A devastated father and mother described their heartbreak at watching their newborn die in their arms seven minutes after she was born.
Peter Oakes and Kayleigh Kavanagh held baby Dollie-Mae for seven minutes until she passed away.
The 25-year-old mom and 22-year-old dad had just settled into their new apartment when they found out that they were expecting their first child.
Speaking to Liverpool Echo, Peter said his wife’s pregnancy was going smoothly until week 15 when Kayleigh experienced bleeding.
“It was terrifying. We showed the hospital the clots because we were so worried, we just knew it wasn’t normal,” he said.
But Kayleigh was sent home and they were told that bleeding can be normal in pregnancy.
A scan revealed that Kayleigh’s waters had broken early (preterm prelabor rupture of membranes PPROM).
Kayleigh spent three weeks in hospital needing iron and blood transfusions.
“At first they did not seem too worried as they said our baby was growing well, but we were both panicking,” Peter expressed.
“Then we were told her lungs weren’t growing meaning she wouldn’t be able to breathe when she was born and that she could be severely disabled with cerebral palsy.”
PPROM carries an increased risk of going into labor early and infection. At 22 weeks, Kayleigh was already in labor.
“She was born alive.
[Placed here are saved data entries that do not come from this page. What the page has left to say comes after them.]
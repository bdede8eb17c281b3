//! In-memory blob store.
//!
//! Blobs are held in a `tokio::sync::RwLock<BTreeMap<...>>` keyed by
//! `(container, blob_name)`, so listings come back in the same
//! lexicographic order the Blob service uses.  URLs have the form
//! `memory://{container}/{blob_name}` and tokens are opaque counters.
//!
//! Listing can be paged with a small `page_size` and individual prefixes
//! can be made to fail, which lets tests drive continuation markers and
//! partial-scan failures without a network.

use bytes::Bytes;
use std::collections::BTreeMap;
use std::future::Future;
use std::path::Path;
use std::pin::Pin;
use std::sync::atomic::{AtomicBool, AtomicUsize, Ordering};
use std::sync::Mutex;

use super::backend::{BlobItem, BlobPage, BlobStore, TokenWindow};
use super::sas::sas_time;
use crate::errors::TransportError;

const URL_SCHEME: &str = "memory://";

/// Blob names are percent-encoded in URLs, keeping `/`.
const NAME_ENCODE_SET: percent_encoding::AsciiSet = percent_encoding::NON_ALPHANUMERIC
    .remove(b'-')
    .remove(b'_')
    .remove(b'.')
    .remove(b'~')
    .remove(b'/');

/// In-memory blob store.
pub struct MemoryBlobStore {
    /// `(container, blob_name)` -> data.
    blobs: tokio::sync::RwLock<BTreeMap<(String, String), Bytes>>,
    /// Maximum items per listing page.
    page_size: usize,
    /// Prefixes whose listing fails with a transport error.
    failing_prefixes: Mutex<Vec<String>>,
    /// Number of tokens issued so far.
    tokens_issued: AtomicUsize,
    /// Set once `connect()` has run.
    connected: AtomicBool,
}

impl Default for MemoryBlobStore {
    fn default() -> Self {
        Self::new()
    }
}

impl MemoryBlobStore {
    /// Create an empty store with a page size of 5000 (the Blob service
    /// default).
    pub fn new() -> Self {
        Self::with_page_size(5000)
    }

    /// Create an empty store that pages listings every `page_size` items.
    pub fn with_page_size(page_size: usize) -> Self {
        Self {
            blobs: tokio::sync::RwLock::new(BTreeMap::new()),
            page_size: page_size.max(1),
            failing_prefixes: Mutex::new(Vec::new()),
            tokens_issued: AtomicUsize::new(0),
            connected: AtomicBool::new(false),
        }
    }

    /// Store `data` at `container/blob_name`, replacing any previous blob.
    pub async fn put(&self, container: &str, blob_name: &str, data: impl Into<Bytes>) {
        let mut blobs = self.blobs.write().await;
        blobs.insert((container.to_string(), blob_name.to_string()), data.into());
    }

    /// Remove a blob. Missing blobs are ignored.
    pub async fn remove(&self, container: &str, blob_name: &str) {
        let mut blobs = self.blobs.write().await;
        blobs.remove(&(container.to_string(), blob_name.to_string()));
    }

    /// Make every listing whose prefix starts with `prefix` fail.
    pub fn fail_listing_under(&self, prefix: &str) {
        self.failing_prefixes
            .lock()
            .expect("mutex poisoned")
            .push(prefix.to_string());
    }

    /// Clear injected listing failures.
    pub fn clear_failures(&self) {
        self.failing_prefixes.lock().expect("mutex poisoned").clear();
    }

    /// Number of tokens issued.
    pub fn tokens_issued(&self) -> usize {
        self.tokens_issued.load(Ordering::SeqCst)
    }

    /// Whether `connect()` has been called.
    pub fn is_connected(&self) -> bool {
        self.connected.load(Ordering::SeqCst)
    }

    /// URL of a blob in this store.
    pub fn blob_url(container: &str, blob_name: &str) -> String {
        format!(
            "{}{}/{}",
            URL_SCHEME,
            container,
            percent_encoding::utf8_percent_encode(blob_name, &NAME_ENCODE_SET)
        )
    }

    /// Split a `memory://` URL into `(container, blob_name)`, dropping any
    /// token.
    fn parse_url(url: &str) -> Option<(String, String)> {
        let rest = url.strip_prefix(URL_SCHEME)?;
        let rest = rest.split('?').next().unwrap_or(rest);
        let (container, blob) = rest.split_once('/')?;
        let blob = percent_encoding::percent_decode_str(blob)
            .decode_utf8()
            .ok()?
            .into_owned();
        Some((container.to_string(), blob))
    }

    fn check_failure(&self, prefix: &str) -> anyhow::Result<()> {
        let failing = self.failing_prefixes.lock().expect("mutex poisoned");
        if failing.iter().any(|f| prefix.starts_with(f.as_str())) {
            return Err(TransportError::Status {
                operation: "list_blobs".to_string(),
                status: 503,
                body: format!("injected failure for prefix '{}'", prefix),
            }
            .into());
        }
        Ok(())
    }
}

impl BlobStore for MemoryBlobStore {
    fn connect(&self) -> anyhow::Result<()> {
        self.connected.store(true, Ordering::SeqCst);
        Ok(())
    }

    fn list_prefixes(
        &self,
        container: &str,
        prefix: &str,
    ) -> Pin<Box<dyn Future<Output = anyhow::Result<Vec<String>>> + Send + '_>> {
        let container = container.to_string();
        let prefix = prefix.to_string();
        Box::pin(async move {
            self.check_failure(&prefix)?;
            let blobs = self.blobs.read().await;
            let mut prefixes: Vec<String> = Vec::new();
            for (c, name) in blobs.keys() {
                if *c != container {
                    continue;
                }
                let Some(rest) = name.strip_prefix(prefix.as_str()) else {
                    continue;
                };
                if let Some(idx) = rest.find('/') {
                    let dir = format!("{}{}", prefix, &rest[..=idx]);
                    if prefixes.last() != Some(&dir) {
                        prefixes.push(dir);
                    }
                }
            }
            Ok(prefixes)
        })
    }

    fn list_blob_page(
        &self,
        container: &str,
        prefix: &str,
        marker: Option<String>,
    ) -> Pin<Box<dyn Future<Output = anyhow::Result<BlobPage>> + Send + '_>> {
        let container = container.to_string();
        let prefix = prefix.to_string();
        Box::pin(async move {
            self.check_failure(&prefix)?;
            let blobs = self.blobs.read().await;
            // The marker is the last blob name of the previous page.
            let mut matching = blobs
                .keys()
                .filter(|(c, name)| *c == container && name.starts_with(prefix.as_str()))
                .filter(|(_, name)| marker.as_ref().map_or(true, |m| name > m))
                .map(|(_, name)| name.clone());

            let names: Vec<String> = matching.by_ref().take(self.page_size).collect();
            let has_more = matching.next().is_some();
            let next_marker = if has_more { names.last().cloned() } else { None };

            let items = names
                .into_iter()
                .map(|name| BlobItem {
                    url: Self::blob_url(&container, &name),
                    name,
                })
                .collect();
            Ok(BlobPage { items, next_marker })
        })
    }

    fn issue_read_token(&self, container: &str, window: &TokenWindow) -> anyhow::Result<String> {
        let n = self.tokens_issued.fetch_add(1, Ordering::SeqCst) + 1;
        Ok(format!(
            "?sr=c&sp=r&c={}&se={}&sig=memory-{}",
            container,
            sas_time(&window.expiry),
            n
        ))
    }

    fn download_to(
        &self,
        url: &str,
        dest: &Path,
    ) -> Pin<Box<dyn Future<Output = anyhow::Result<u64>> + Send + '_>> {
        let url = url.to_string();
        let dest = dest.to_path_buf();
        Box::pin(async move {
            let (container, blob_name) = Self::parse_url(&url)
                .ok_or_else(|| anyhow::anyhow!("not a memory:// URL: {}", url))?;
            let data = {
                let blobs = self.blobs.read().await;
                blobs
                    .get(&(container, blob_name.clone()))
                    .cloned()
                    .ok_or(TransportError::NotFound(blob_name))?
            };
            tokio::fs::write(&dest, &data)
                .await
                .map_err(|source| TransportError::LocalWrite {
                    path: dest.display().to_string(),
                    source,
                })?;
            Ok(data.len() as u64)
        })
    }

    fn read_blob(
        &self,
        container: &str,
        blob_name: &str,
    ) -> Pin<Box<dyn Future<Output = anyhow::Result<Bytes>> + Send + '_>> {
        let key = (container.to_string(), blob_name.to_string());
        Box::pin(async move {
            let blobs = self.blobs.read().await;
            blobs
                .get(&key)
                .cloned()
                .ok_or_else(|| anyhow::Error::from(TransportError::NotFound(key.1.clone())))
        })
    }
}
Everything about her was perfect, she looked like a perfect, tiny healthy baby,” Peter said. “I was the first to hold her and she wasn’t moving, but [her heart] was beating, I could feel her, it was heart breaking.
“I passed her to Kay, and she took her last breathes on her mum’s chest.
“We chose the name Dollie-Mae before she was born and when she came it suited her so well because she looked just like a little doll.”
He continued: “There were two people in the hospital who were amazing and helped us through, Danielle and Mel, they checked we were okay and helped us sort getting prints of Dollie’s hands and feet.
“We now have little keyrings so we can keep her with us at all times.”
Talking about their baby girl’s death has helped the couple through the pain.
“My dad told me the best way through the pain and grief was to talk about her and share the memories otherwise it can just build up,” Peter added.